Amiloride,¹ 3,5-diamino-6-chloro-N-(diaminomethylene) pyrazinecarboxamide, is a prototype of a large group of compounds with a broad range of unique biological activities. Due to K⁺-sparing and natriuretic effects, this compound is clinically used as an antihypertensive drug. Furthermore, it inhibits many Na⁺-dependent transporters, for example Na⁺-H⁺, Na⁺-Ca²⁺ exchanges etc. (11, 12), this being expected to protect the heart from ischemic changes (13, 14). A more selective Na⁺-Ca²⁺ exchange inhibitor, KB-R7943, has recently been synthesized, and evidence for its cardioprotective effect is accumulating (15–17).

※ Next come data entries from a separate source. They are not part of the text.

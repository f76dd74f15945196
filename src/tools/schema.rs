//! 工具调用 JSON Schema 生成（schemars 自动生成）
//!
//! 将「合法 tool call」的 JSON 结构拼入 system prompt，减少模型输出格式错误。

use std::collections::HashMap;

use schemars::{schema_for, JsonSchema};

/// 工具调用请求格式：与回落提取解析的 `{"name": "...", "arguments": {...}}` 一致（仅用于 Schema 生成）
#[allow(dead_code)]
#[derive(JsonSchema)]
struct ToolCallFormat {
    /// 工具名，如 read、write、edit、glob、grep、bash
    pub name: String,
    /// 工具参数，依工具不同而不同（file_path、pattern、command 等）
    pub arguments: HashMap<String, serde_json::Value>,
}

/// 返回工具调用的 JSON Schema 字符串，可拼入 system prompt
pub fn tool_call_schema_json() -> String {
    let schema = schema_for!(ToolCallFormat);
    serde_json::to_string_pretty(&schema).unwrap_or_else(|_| String::new())
}
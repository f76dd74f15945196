//! Ollama 客户端
//!
//! 通过 async_openai 调用本地 Ollama 的 OpenAI 兼容端点（/v1/chat/completions）；
//! 模型列表与连通性检查走原生 /api/tags。

use async_openai::config::OpenAIConfig;
use async_openai::types::chat::{
    ChatCompletionRequestAssistantMessageArgs, ChatCompletionRequestMessage,
    ChatCompletionRequestSystemMessageArgs, ChatCompletionRequestToolMessageArgs,
    ChatCompletionMessageToolCalls, ChatCompletionRequestUserMessageArgs, ChatCompletionTool,
    ChatCompletionTools, CreateChatCompletionRequestArgs, FunctionObjectArgs,
};
use async_openai::Client;
use async_trait::async_trait;

use crate::core::AgentError;
use crate::llm::{ChatClient, ChatReply, RawToolCall};
use crate::session::{Message, Role};
use crate::tools::ToolSpec;

/// 已知支持结构化工具调用的模型（按子串匹配）
const TOOL_CAPABLE_MODELS: &[&str] = &[
    "qwen2.5-coder",
    "qwen2.5",
    "qwen3",
    "llama3.1",
    "llama3.2",
    "llama3.3",
    "gemma2",
    "gemma3",
    "mistral",
    "deepseek-coder",
    "glm",
];

/// 模型是否支持结构化工具调用
pub fn supports_tools(model: &str) -> bool {
    let model_lower = model.to_lowercase();
    TOOL_CAPABLE_MODELS
        .iter()
        .any(|capable| model_lower.contains(capable))
}

/// Ollama 客户端：持有 OpenAI 兼容 Client 与 model 名
pub struct OllamaClient {
    client: Client<OpenAIConfig>,
    base_url: String,
    model: String,
}

impl OllamaClient {
    pub fn new(base_url: &str, model: &str, api_key: Option<&str>) -> Self {
        let config = OpenAIConfig::new()
            .with_api_base(base_url)
            .with_api_key(api_key.unwrap_or("not-needed"));
        Self {
            client: Client::with_config(config),
            base_url: base_url.to_string(),
            model: model.to_string(),
        }
    }

    pub fn model(&self) -> &str {
        &self.model
    }

    /// 原生 Ollama 端点根地址（去掉 OpenAI 兼容的 /v1 后缀）
    fn native_base(&self) -> String {
        self.base_url.trim_end_matches("/v1").to_string()
    }

    /// 从 /api/tags 列出本地已安装模型名
    pub async fn list_models(&self) -> Result<Vec<String>, AgentError> {
        let url = format!("{}/api/tags", self.native_base());
        let resp = reqwest::get(&url)
            .await
            .map_err(|e| AgentError::Llm(format!("Error listing models: {}", e)))?;
        let data: serde_json::Value = resp
            .json()
            .await
            .map_err(|e| AgentError::Llm(format!("Error listing models: {}", e)))?;
        let models = data["models"]
            .as_array()
            .map(|arr| {
                arr.iter()
                    .filter_map(|m| m["name"].as_str().map(String::from))
                    .collect()
            })
            .unwrap_or_default();
        Ok(models)
    }

    /// Ollama 是否在运行（/api/tags，5 秒超时）
    pub async fn check_connection(&self) -> bool {
        let url = format!("{}/api/tags", self.native_base());
        let client = match reqwest::Client::builder()
            .timeout(std::time::Duration::from_secs(5))
            .build()
        {
            Ok(c) => c,
            Err(_) => return false,
        };
        matches!(client.get(&url).send().await, Ok(resp) if resp.status().is_success())
    }

    fn to_openai_messages(&self, messages: &[Message]) -> Vec<ChatCompletionRequestMessage> {
        messages
            .iter()
            .map(|m| match m.role {
                Role::System => ChatCompletionRequestMessage::System(
                    ChatCompletionRequestSystemMessageArgs::default()
                        .content(m.content.clone())
                        .build()
                        .unwrap(),
                ),
                Role::User => ChatCompletionRequestMessage::User(
                    ChatCompletionRequestUserMessageArgs::default()
                        .content(m.content.clone())
                        .build()
                        .unwrap(),
                ),
                Role::Assistant => ChatCompletionRequestMessage::Assistant(
                    ChatCompletionRequestAssistantMessageArgs::default()
                        .content(m.content.clone())
                        .build()
                        .unwrap(),
                ),
                Role::Tool => ChatCompletionRequestMessage::Tool(
                    ChatCompletionRequestToolMessageArgs::default()
                        .content(m.content.clone())
                        .tool_call_id(m.tool_call_id.clone().unwrap_or_default())
                        .build()
                        .unwrap(),
                ),
            })
            .collect()
    }

    fn to_openai_tools(&self, tools: &[ToolSpec]) -> Vec<ChatCompletionTools> {
        tools
            .iter()
            .map(|t| {
                ChatCompletionTools::Function(ChatCompletionTool {
                    function: FunctionObjectArgs::default()
                        .name(t.name.clone())
                        .description(t.description.clone())
                        .parameters(t.parameters.clone())
                        .build()
                        .unwrap(),
                })
            })
            .collect()
    }
}

#[async_trait]
impl ChatClient for OllamaClient {
    fn supports_tools(&self) -> bool {
        supports_tools(&self.model)
    }

    async fn chat(
        &self,
        messages: &[Message],
        tools: Option<&[ToolSpec]>,
    ) -> Result<ChatReply, AgentError> {
        let mut builder = CreateChatCompletionRequestArgs::default();
        builder
            .model(&self.model)
            .messages(self.to_openai_messages(messages));
        if let Some(specs) = tools {
            builder.tools(self.to_openai_tools(specs));
        }
        let request = builder
            .build()
            .map_err(|e| AgentError::Llm(e.to_string()))?;

        let response = self
            .client
            .chat()
            .create(request)
            .await
            .map_err(|e| AgentError::Llm(e.to_string()))?;

        let choice = response
            .choices
            .into_iter()
            .next()
            .ok_or_else(|| AgentError::Llm("Empty response from Ollama".to_string()))?;

        let content = choice.message.content.unwrap_or_default();
        let tool_calls = choice
            .message
            .tool_calls
            .unwrap_or_default()
            .into_iter()
            .filter_map(|tc| match tc {
                ChatCompletionMessageToolCalls::Function(f) => Some(RawToolCall {
                    id: f.id,
                    name: f.function.name,
                    arguments: f.function.arguments,
                }),
                _ => None,
            })
            .collect();

        tracing::debug!(model = %self.model, "chat completion received");
        Ok(ChatReply {
            content,
            tool_calls,
        })
    }
}

#[cfg(test)]
mod tests {
    use super::*;

    #[test]
    fn test_supports_tools() {
        assert!(supports_tools("qwen2.5-coder:7b"));
        assert!(supports_tools("Llama3.1:70b"));
        assert!(supports_tools("mistral:latest"));
        assert!(!supports_tools("codellama:13b"));
        assert!(!supports_tools("phi3:mini"));
    }

    #[test]
    fn test_native_base_strips_v1() {
        let client = OllamaClient::new("http://localhost:11434/v1", "qwen2.5", None);
        assert_eq!(client.native_base(), "http://localhost:11434");
    }
}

It has been pointed out that Na⁺-Ca²⁺ exchange shares many characteristic features with Na⁺-Mg²⁺ exchange (18). Accordingly, it is interesting to examine possible effects of amiloride and KB-R7943 on [Mg²⁺]_i regulation, and in the present study, we measured [Mg²⁺]_i in pig carotid artery smooth muscle using ³¹P NMR. Despite low time resolution, this technique enables stable measurements over a long period, and this is advantageous because Mg²⁺ is considered to be a chronic regulator, such long time measurements are usually required. Further, fluorescent Mg²⁺ indicators, another option for measurement of [Mg²⁺]_i, were not suitable for this purpose, since amiloride emits light (19).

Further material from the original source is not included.